In a first study of its kind, Devesh Kapur at Harvard University found that Indian-Americans donated an estimated $150 million in 2004. He says they are the most educated ethnic group in the US and have the highest median income. "I think the real story is how little they give," he says.
The way they give is also noteworthy. Sidel says that as with other more established ethnic groups, Indian-Americans are no longer just sending money back to family, but are increasingly putting it toward social and charitable causes through nongovernmental organizations (NGOs) and professional associations.

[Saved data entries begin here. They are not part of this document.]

//! Interactive metric plot: initializer, incremental updater, hover and
//! selection handling, and the `MetricPlot` facade tying them together.

mod axis;
mod config;
mod hover;
mod initializer;
mod plot;
mod selection;
mod snapshot;
mod state;
mod surface;
mod updater;

pub use config::{DEFAULT_MEASURED_WIDTH, DEFAULT_X_METRIC, DEFAULT_Y_METRIC, PlotConfig};
pub use hover::{HoverIndex, LabelId, PointId};
pub use initializer::init_plot;
pub use plot::MetricPlot;
pub use selection::MetricSelector;
pub use snapshot::{LabelSnapshot, PlotSnapshot, PointSnapshot};
pub use state::{PlotPhase, PlotState};
pub use surface::{HoverLabel, PlotPoint, PlotSurface, UpdateableLayer};
pub use updater::{clear_updateable, draw_updateable, update_plot};
use serde::{Deserialize, Serialize};
use tracing::trace;

use crate::core::{AxisScale, PlotGeometry};
use crate::render::{
    CirclePrimitive, Color, LayerPrimitives, RenderFrame, TextHAlign, TextPrimitive,
};

use super::PlotPhase;
use super::hover::{HoverIndex, LabelId, PointId};

/// One plotted record in plot-area coordinates.
#[derive(Debug, Clone, Copy, PartialEq, Serialize, Deserialize)]
pub struct PlotPoint {
    pub id: PointId,
    pub cx: f64,
    pub cy: f64,
    pub radius: f64,
    pub color: Color,
}

impl PlotPoint {
    #[must_use]
    pub fn circle(self) -> CirclePrimitive {
        CirclePrimitive::new(self.cx, self.cy, self.radius, self.color)
    }
}

/// Coordinate label revealed while its point is hovered.
#[derive(Debug, Clone, PartialEq, Serialize, Deserialize)]
pub struct HoverLabel {
    pub id: LabelId,
    pub text: String,
    pub x: f64,
    pub y: f64,
    pub font_size_px: f64,
    pub color: Color,
    pub visible: bool,
}

impl HoverLabel {
    #[must_use]
    pub fn primitive(&self) -> TextPrimitive {
        TextPrimitive::new(
            self.text.clone(),
            self.x,
            self.y,
            self.font_size_px,
            self.color,
            TextHAlign::Left,
        )
    }
}

/// Everything that is replaced when the x metric changes.
#[derive(Debug, Clone, PartialEq, Serialize, Deserialize)]
pub struct UpdateableLayer {
    pub x_metric: String,
    pub x_scale: AxisScale,
    pub axis: LayerPrimitives,
    pub points: Vec<PlotPoint>,
    pub labels: Vec<HoverLabel>,
    pub hover: HoverIndex,
}

impl UpdateableLayer {
    #[must_use]
    pub fn new(x_metric: impl Into<String>, x_scale: AxisScale) -> Self {
        Self {
            x_metric: x_metric.into(),
            x_scale,
            axis: LayerPrimitives::new(),
            points: Vec::new(),
            labels: Vec::new(),
            hover: HoverIndex::default(),
        }
    }

    fn label_mut(&mut self, point: PointId) -> Option<&mut HoverLabel> {
        let label_id = self.hover.label_for(point)?;
        self.labels.iter_mut().find(|label| label.id == label_id)
    }
}

/// Drawing surface handle returned by the initializer.
///
/// Holds the fixed frame layer (y-axis) and, once rendered, the updateable
/// subtree. Coordinates are relative to the plot area; the margin offset is
/// applied when building a render frame.
#[derive(Debug, Clone, PartialEq, Serialize, Deserialize)]
pub struct PlotSurface {
    geometry: PlotGeometry,
    y_scale: AxisScale,
    frame_layer: LayerPrimitives,
    updateable: Option<UpdateableLayer>,
}

impl PlotSurface {
    pub(super) fn new(geometry: PlotGeometry, y_scale: AxisScale) -> Self {
        Self {
            geometry,
            y_scale,
            frame_layer: LayerPrimitives::new(),
            updateable: None,
        }
    }

    #[must_use]
    pub fn geometry(&self) -> PlotGeometry {
        self.geometry
    }

    #[must_use]
    pub fn y_scale(&self) -> AxisScale {
        self.y_scale
    }

    #[must_use]
    pub fn x_scale(&self) -> Option<AxisScale> {
        self.updateable.as_ref().map(|layer| layer.x_scale)
    }

    #[must_use]
    pub fn frame_layer(&self) -> &LayerPrimitives {
        &self.frame_layer
    }

    pub(super) fn frame_layer_mut(&mut self) -> &mut LayerPrimitives {
        &mut self.frame_layer
    }

    #[must_use]
    pub fn updateable(&self) -> Option<&UpdateableLayer> {
        self.updateable.as_ref()
    }

    #[must_use]
    pub fn phase(&self) -> PlotPhase {
        if self.updateable.is_some() {
            PlotPhase::Rendered
        } else {
            PlotPhase::Initialized
        }
    }

    #[must_use]
    pub fn points(&self) -> &[PlotPoint] {
        self.updateable
            .as_ref()
            .map(|layer| layer.points.as_slice())
            .unwrap_or_default()
    }

    #[must_use]
    pub fn labels(&self) -> &[HoverLabel] {
        self.updateable
            .as_ref()
            .map(|layer| layer.labels.as_slice())
            .unwrap_or_default()
    }

    #[must_use]
    pub fn label(&self, id: LabelId) -> Option<&HoverLabel> {
        self.labels().iter().find(|label| label.id == id)
    }

    #[must_use]
    pub fn hover_index(&self) -> Option<&HoverIndex> {
        self.updateable.as_ref().map(|layer| &layer.hover)
    }

    #[must_use]
    pub fn visible_labels(&self) -> Vec<LabelId> {
        self.labels()
            .iter()
            .filter(|label| label.visible)
            .map(|label| label.id)
            .collect()
    }

    /// Removes the updateable subtree, returning it. No-op when absent.
    pub(super) fn take_updateable(&mut self) -> Option<UpdateableLayer> {
        self.updateable.take()
    }

    pub(super) fn install_updateable(&mut self, layer: UpdateableLayer) {
        self.updateable = Some(layer);
    }

    /// Sets visibility of the label paired with `point`.
    ///
    /// Returns `true` when a label changed state.
    pub fn set_label_visible(&mut self, point: PointId, visible: bool) -> bool {
        let Some(label) = self
            .updateable
            .as_mut()
            .and_then(|layer| layer.label_mut(point))
        else {
            trace!(point = point.0, "hover on unknown point ignored");
            return false;
        };
        let changed = label.visible != visible;
        label.visible = visible;
        trace!(label = %label.id, visible, "label visibility");
        changed
    }

    /// Top-most point under a surface-space position, margins included.
    #[must_use]
    pub fn hit_test(&self, x: f64, y: f64) -> Option<PointId> {
        let local_x = x - self.geometry.margins.left;
        let local_y = y - self.geometry.margins.top;
        self.points()
            .iter()
            .rev()
            .find(|point| point.circle().contains(local_x, local_y))
            .map(|point| point.id)
    }

    /// Flattens the surface into a frame: fixed layer, then x-axis, points
    /// and visible labels.
    #[must_use]
    pub fn build_render_frame(&self) -> RenderFrame {
        let mut frame = RenderFrame::new(self.geometry.viewport());
        let dx = self.geometry.margins.left;
        let dy = self.geometry.margins.top;

        self.frame_layer.extend_frame(&mut frame, dx, dy);
        if let Some(layer) = &self.updateable {
            layer.axis.extend_frame(&mut frame, dx, dy);
            frame
                .circles
                .extend(layer.points.iter().map(|point| point.circle().translated(dx, dy)));
            frame.texts.extend(
                layer
                    .labels
                    .iter()
                    .filter(|label| label.visible)
                    .map(|label| label.primitive().translated(dx, dy)),
            );
        }
        frame
    }
}
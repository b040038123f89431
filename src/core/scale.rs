use serde::{Deserialize, Serialize};
use smallvec::SmallVec;

use crate::error::{PlotError, PlotResult};

/// Tick count requested from an axis when none is configured.
pub const DEFAULT_TICK_COUNT: usize = 10;

pub type TickValues = SmallVec<[f64; 16]>;

/// Linear mapping from a metric domain to a pixel range.
///
/// Plot axes always use a `[0, observed max]` domain. The range may be
/// inverted (`[height, 0]`) for vertical axes.
#[derive(Debug, Clone, Copy, PartialEq, Serialize, Deserialize)]
pub struct AxisScale {
    domain_start: f64,
    domain_end: f64,
    range_start: f64,
    range_end: f64,
}

impl AxisScale {
    pub fn new(domain: (f64, f64), range: (f64, f64)) -> PlotResult<Self> {
        let (domain_start, domain_end) = domain;
        let (range_start, range_end) = range;
        if !domain_start.is_finite() || !domain_end.is_finite() {
            return Err(PlotError::InvalidData(
                "scale domain must be finite".to_owned(),
            ));
        }
        if !range_start.is_finite() || !range_end.is_finite() {
            return Err(PlotError::InvalidData(
                "scale range must be finite".to_owned(),
            ));
        }

        Ok(Self {
            domain_start,
            domain_end,
            range_start,
            range_end,
        })
    }

    /// Builds the `[0, max]` scale used for plot axes.
    ///
    /// A missing maximum (no numeric samples) collapses the domain to `[0, 0]`.
    pub fn zero_based(max: Option<f64>, range: (f64, f64)) -> PlotResult<Self> {
        Self::new((0.0, max.unwrap_or(0.0)), range)
    }

    #[must_use]
    pub fn domain(self) -> (f64, f64) {
        (self.domain_start, self.domain_end)
    }

    #[must_use]
    pub fn range(self) -> (f64, f64) {
        (self.range_start, self.range_end)
    }

    #[must_use]
    pub fn is_degenerate(self) -> bool {
        self.domain_start == self.domain_end
    }

    /// Maps a domain value to pixel space.
    ///
    /// Non-finite values propagate as NaN. A degenerate domain maps every
    /// value to the middle of the range.
    #[must_use]
    pub fn map(self, value: f64) -> f64 {
        if value.is_nan() {
            return f64::NAN;
        }
        let span = self.domain_end - self.domain_start;
        let normalized = if span == 0.0 {
            0.5
        } else {
            (value - self.domain_start) / span
        };
        self.range_start + normalized * (self.range_end - self.range_start)
    }

    /// Maps a pixel coordinate back into the domain.
    #[must_use]
    pub fn invert(self, pixel: f64) -> f64 {
        let range_span = self.range_end - self.range_start;
        if range_span == 0.0 {
            return self.domain_start;
        }
        let normalized = (pixel - self.range_start) / range_span;
        self.domain_start + normalized * (self.domain_end - self.domain_start)
    }

    /// Round-number tick values inside the domain, ascending.
    #[must_use]
    pub fn ticks(self, count: usize) -> TickValues {
        let (lo, hi) = ordered(self.domain_start, self.domain_end);
        let mut values = TickValues::new();
        if lo == hi {
            values.push(lo);
            return values;
        }

        let step = tick_step(lo, hi, count);
        if !step.is_finite() || step <= 0.0 {
            return values;
        }
        let first = (lo / step).ceil() as i64;
        let last = (hi / step).floor() as i64;
        if step < 1.0 {
            // Divide by the inverse step so 0.1 steps yield 0.3, not 0.30000000000000004.
            let inverse = (1.0 / step).round();
            values.extend((first..=last).map(|i| i as f64 / inverse));
        } else {
            values.extend((first..=last).map(|i| i as f64 * step));
        }
        values
    }

    /// Spacing between consecutive ticks returned by `ticks(count)`.
    #[must_use]
    pub fn tick_step(self, count: usize) -> f64 {
        let (lo, hi) = ordered(self.domain_start, self.domain_end);
        tick_step(lo, hi, count)
    }
}

fn ordered(a: f64, b: f64) -> (f64, f64) {
    if a <= b { (a, b) } else { (b, a) }
}

fn tick_step(lo: f64, hi: f64, count: usize) -> f64 {
    let span = hi - lo;
    if span <= 0.0 || count == 0 {
        return 0.0;
    }
    let raw = span / count as f64;
    let power = 10f64.powf(raw.log10().floor());
    let error = raw / power;
    let factor = if error >= 50f64.sqrt() {
        10.0
    } else if error >= 10f64.sqrt() {
        5.0
    } else if error >= 2f64.sqrt() {
        2.0
    } else {
        1.0
    };
    factor * power
}

/// Formats a tick value with as many decimals as the tick step needs and
/// thousands separators on the integer part.
#[must_use]
pub fn format_tick(value: f64, step: f64) -> String {
    let decimals = if step.is_finite() && step > 0.0 && step < 1.0 {
        (-step.log10().floor()).max(0.0) as usize
    } else {
        0
    };
    // Avoid "-0".
    let value = if value.abs() < step.abs() * 1e-9 {
        0.0
    } else {
        value
    };
    let raw = format!("{value:.decimals$}");
    group_thousands(&raw)
}

fn group_thousands(raw: &str) -> String {
    let (sign, unsigned) = match raw.strip_prefix('-') {
        Some(rest) => ("-", rest),
        None => ("", raw),
    };
    let (integer, fraction) = match unsigned.split_once('.') {
        Some((integer, fraction)) => (integer, Some(fraction)),
        None => (unsigned, None),
    };

    let mut grouped = String::with_capacity(raw.len() + integer.len() / 3);
    for (i, digit) in integer.chars().enumerate() {
        if i > 0 && (integer.len() - i) % 3 == 0 {
            grouped.push(',');
        }
        grouped.push(digit);
    }

    match fraction {
        Some(fraction) => format!("{sign}{grouped}.{fraction}"),
        None => format!("{sign}{grouped}"),
    }
}

#[cfg(test)]
mod tests {
    use super::{AxisScale, format_tick};

    #[test]
    fn ticks_use_round_steps() {
        let scale = AxisScale::new((0.0, 20.0), (0.0, 500.0)).expect("scale");
        let ticks = scale.ticks(10);
        assert_eq!(ticks.as_slice(), &[
            0.0, 2.0, 4.0, 6.0, 8.0, 10.0, 12.0, 14.0, 16.0, 18.0, 20.0
        ]);
    }

    #[test]
    fn ticks_stay_inside_domain() {
        let scale = AxisScale::new((0.0, 0.93), (0.0, 500.0)).expect("scale");
        let ticks = scale.ticks(10);
        assert_eq!(ticks.first().copied(), Some(0.0));
        assert!(ticks.iter().all(|tick| *tick <= 0.93));
    }

    #[test]
    fn degenerate_domain_maps_to_range_middle() {
        let scale = AxisScale::zero_based(None, (0.0, 400.0)).expect("scale");
        assert!(scale.is_degenerate());
        assert_eq!(scale.map(0.0), 200.0);
        assert_eq!(scale.ticks(10).as_slice(), &[0.0]);
    }

    #[test]
    fn nan_propagates_through_map() {
        let scale = AxisScale::zero_based(Some(10.0), (0.0, 100.0)).expect("scale");
        assert!(scale.map(f64::NAN).is_nan());
    }

    #[test]
    fn tick_labels_are_grouped_and_trimmed() {
        assert_eq!(format_tick(250_000.0, 50_000.0), "250,000");
        assert_eq!(format_tick(0.30000000000000004, 0.1), "0.3");
        assert_eq!(format_tick(-1200.0, 200.0), "-1,200");
        assert_eq!(format_tick(-0.0, 1.0), "0");
    }
}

One of the biggest professional groups is the Asian American Hotel Owners Association. Modi had been invited to the US by AAHOA to speak this week at their annual convention in Ft. Lauderdale, Fla. Nearly all the group's members, who control more than half of America's economy lodging, hail from Gujarat.
In a press release sent after the State Department revoked Modi's visa, AAHOA said it "understood" the government's position and reasserted that Modi was invited to speak about business opportunities and tourism in Gujarat.
Protest organizers, however, said the trip was an effort to raise Modi's profile for an eventual bid for prime minister. Modi was not the only foreign leader to be snubbed by the US last week.
Breaking with a St. Patrick's Day tradition, political leaders did not host Sinn Fein leader Gerry Adams. Sinn Fein's militant wing, the Irish Republican Army, is embroiled in a murder and bank heist scandal. The killing of Robert McCartney has touched off concern among Irish-Americans, who are a key source of funding for Sinn Fein.
But it is not easy to establish that donated dollars end up funding violence abroad.
"I don't know if money given to RSS schools leads to violence," says Rao. "While one can make that causal stretch for political purposes, no good social scientist would be willing to do that."
Biju Mathew, a professor at Rider University and contributor to the Sabrang report, admits the report found no legal smoking gun. But he describes as a "relic of the past" the notion that to catch someone red-handed "you would mark a currency bill and see where it surfaces again."
After Sept. 11, the US released a new set of regulations for charitable giving, and established a blacklist of groups that finance terror. There is anecdotal evidence, supported by new research on the Pakistani community by Adil Najam at Tufts University in Medford, Mass., that Muslim-Americans are shifting their donation dollars to local rather than international causes.
Corporations are also changing the way they donate. Cisco Systems, Inc. was once a major contributor to IDRF through its employee-matching program. In May 2003 the company suspended its program, a move a spokeswoman said was related to uncertainty over the changing federal guidelines. IDRF no longer receives matching funds from Cisco, or from Oracle.
Despite these losses, IDRF's general funding did not drop after the November 2002 report. The group's president says IDRF raised $757,000 in 2003 compared with $702,000 in 2002.
Meanwhile, Nishrin Hussain takes satisfaction that Modi cannot come to America. "I am delighted," she says.